**TASK OBJECTIVE**
Look through the data below and show every line that includes "iter".
EXERCISE INPUTS below:
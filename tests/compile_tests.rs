extern crate atolang;
use atolang::analyzer::Category;
use atolang::instance_methods::*;
use atolang::{Address, Compiler, ErrorGroup, ErrorKind, Project, Value};
use rstest::*;
use std::path::{Path, PathBuf};
use subprocess::{CaptureData, Exec, Redirection};

fn fixture(path: &str) -> PathBuf {
	Path::new(env!("CARGO_MANIFEST_DIR")).join("tests").join(path)
}

fn block(path: &str, entry: &str) -> Address {
	Address::from_parts(fixture(path), entry.split('.'), Vec::<String>::new())
}

fn resolve_file(path: &Path) -> Result<Compiler, ErrorGroup> {
	let mut compiler = Compiler::with_file_system(Vec::new());
	compiler.resolve_file(path)?;
	Ok(compiler)
}

fn run_ato(args: &[&str]) -> CaptureData {
	Exec::cmd(env!("CARGO_BIN_EXE_ato"))
		.args(args)
		.stdout(Redirection::Pipe)
		.stderr(Redirection::Pipe)
		.capture()
		.expect("failed to spawn ato")
}

#[rstest]
fn test_resolve_success(#[files("tests/input/*.ato")] path: PathBuf) {
	let mut compiler = match resolve_file(&path) {
		Ok(compiler) => compiler,
		Err(group) => panic!("{} failed to resolve: {:?}", path.display(), group),
	};

	// every node is listed among its parent's children
	let file_def = compiler.get_definition(&Address::from_file(&path)).unwrap();
	for root in file_def.local_defs.values() {
		for descendant in all_descendants(&mut compiler, &root.address).unwrap() {
			if let Some(parent) = parent(&descendant) {
				assert!(children(&mut compiler, &parent).unwrap().contains(&descendant));
			}
		}
	}
}

#[rstest]
fn test_resolve_failure(#[files("tests/input_invalid/*.ato")] path: PathBuf) {
	assert!(resolve_file(&path).is_err(), "{} resolved but should not", path.display());
}

#[rstest]
#[case("unknown_reference.ato", ErrorKind::UnknownReference)]
#[case("wildcard_import.ato", ErrorKind::MalformedStatement)]
#[case("missing_import.ato", ErrorKind::ImportNotFound)]
#[case("unknown_child.ato", ErrorKind::StructuralError)]
#[case("cycle.ato", ErrorKind::InheritanceCycle)]
#[case("instantiation_cycle.ato", ErrorKind::InstantiationCycle)]
#[case("syntax_error.ato", ErrorKind::SyntaxError)]
#[case("fractional_pin.ato", ErrorKind::TypeError)]
#[case("reference_assignment.ato", ErrorKind::TypeError)]
#[case("name_collision.ato", ErrorKind::NameCollision)]
#[case("ambiguous.ato", ErrorKind::AmbiguousReference)]
fn test_failure_kind(#[case] file: &str, #[case] kind: ErrorKind) {
	let Err(group) = resolve_file(&fixture(&format!("input_invalid/{}", file))) else {
		panic!("{} resolved but should not", file);
	};
	assert!(group.contains_kind(kind), "{} reported {:?}", file, group);
	assert!(group.iter().all(|err| err.location.is_some()));
}

#[test]
fn divider_values() {
	let mut compiler = Compiler::with_file_system(Vec::new());
	let divider = block("input/resistor_divider.ato", "Divider");
	let top = data(&mut compiler, &divider.add_instance("r_top")).unwrap();
	let bottom = data(&mut compiler, &divider.add_instance("r_bottom")).unwrap();
	assert_eq!(top["value"], Value::from("10k"));
	assert_eq!(bottom["value"], Value::from("4k7"));
	assert_eq!(bottom["footprint"], Value::from("R0402"));
	assert_eq!(links(&mut compiler, &divider).unwrap().len(), 4);
}

#[test]
fn imported_parts() {
	let mut compiler = Compiler::with_file_system(Vec::new());
	let supply = block("input/imports.ato", "Supply");
	assert!(is_interface(&mut compiler, &supply.add_instance("power")).unwrap());
	let reg = supply.add_instance("reg");
	assert!(is_component(&mut compiler, &reg).unwrap());
	assert_eq!(data(&mut compiler, &reg).unwrap()["dropout"], Value::Float(0.3));
	assert_eq!(links(&mut compiler, &reg).unwrap().len(), 3);
	assert_eq!(
		category(&mut compiler, &reg.add_instance("1")).unwrap(),
		Some(Category::Pin)
	);
}

#[test]
fn retyped_channel() {
	let mut compiler = Compiler::with_file_system(Vec::new());
	let board = block("input/retypes.ato", "Board");
	let left = board.add_instances(["left", "driver"]);
	let right = board.add_instances(["right", "driver"]);
	assert_eq!(next_super(&mut compiler, &left).unwrap(), Some(block("input/retypes.ato", "Buffered")));
	assert_eq!(next_super(&mut compiler, &right).unwrap(), Some(block("input/retypes.ato", "Plain")));
	assert_eq!(data(&mut compiler, &left).unwrap()["enabled"], Value::Bool(false));
	let origin = override_location(&mut compiler, &left, "enabled").unwrap().unwrap();
	assert_eq!(origin.layer, board);
}

#[test]
fn project_default_build() {
	let project = Project::load(&fixture("project")).unwrap();
	let entry = project.build_entry("default").unwrap();
	assert_eq!(entry.entry(), ["Board"]);

	let mut compiler = Compiler::with_file_system(project.search_paths(&[]));
	let led = entry.add_instance("led");
	assert_eq!(data(&mut compiler, &led).unwrap()["color"], Value::from("red"));
}

#[test]
fn cli_prints_the_tree() {
	let entry = format!("{}:Divider", fixture("input/resistor_divider.ato").display());
	let output = run_ato(&[&entry]);
	assert!(output.success(), "{}", output.stderr_str());
	let stdout = output.stdout_str();
	assert!(stdout.starts_with("Divider (module)"));
	assert!(stdout.contains("value = \"4k7\""));
	assert!(stdout.contains("vin ~ r_top.1"));
}

#[test]
fn cli_prints_json() {
	let entry = format!("{}:Divider", fixture("input/resistor_divider.ato").display());
	let output = run_ato(&[&entry, "--json"]);
	assert!(output.success(), "{}", output.stderr_str());
	let json: serde_json::Value = serde_json::from_str(&output.stdout_str()).unwrap();
	let divider = &json[0];
	assert_eq!(divider["category"], "module");
	let bottom = divider["children"]
		.as_array()
		.unwrap()
		.iter()
		.find(|child| child["address"].as_str().unwrap().ends_with("::r_bottom"))
		.unwrap();
	assert_eq!(bottom["data"]["value"], "4k7");
	assert_eq!(divider["links"].as_array().unwrap().len(), 4);
}

#[test]
fn cli_uses_the_project_build() {
	let output = run_ato(&[fixture("project").to_str().unwrap()]);
	assert!(output.success(), "{}", output.stderr_str());
	assert!(output.stdout_str().starts_with("Board (module)"));
}

#[test]
fn cli_fails_on_errors() {
	let file = fixture("input_invalid/unknown_reference.ato");
	let output = run_ato(&[file.to_str().unwrap()]);
	assert!(!output.success());
	assert!(output.stderr_str().contains("DoesNotExist"));
}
End of EXERCISE INPUTS.
**EXERCISE OUTPUT**
	assert!(group.iter().all(|err| err.location.is_some()));
		.iter()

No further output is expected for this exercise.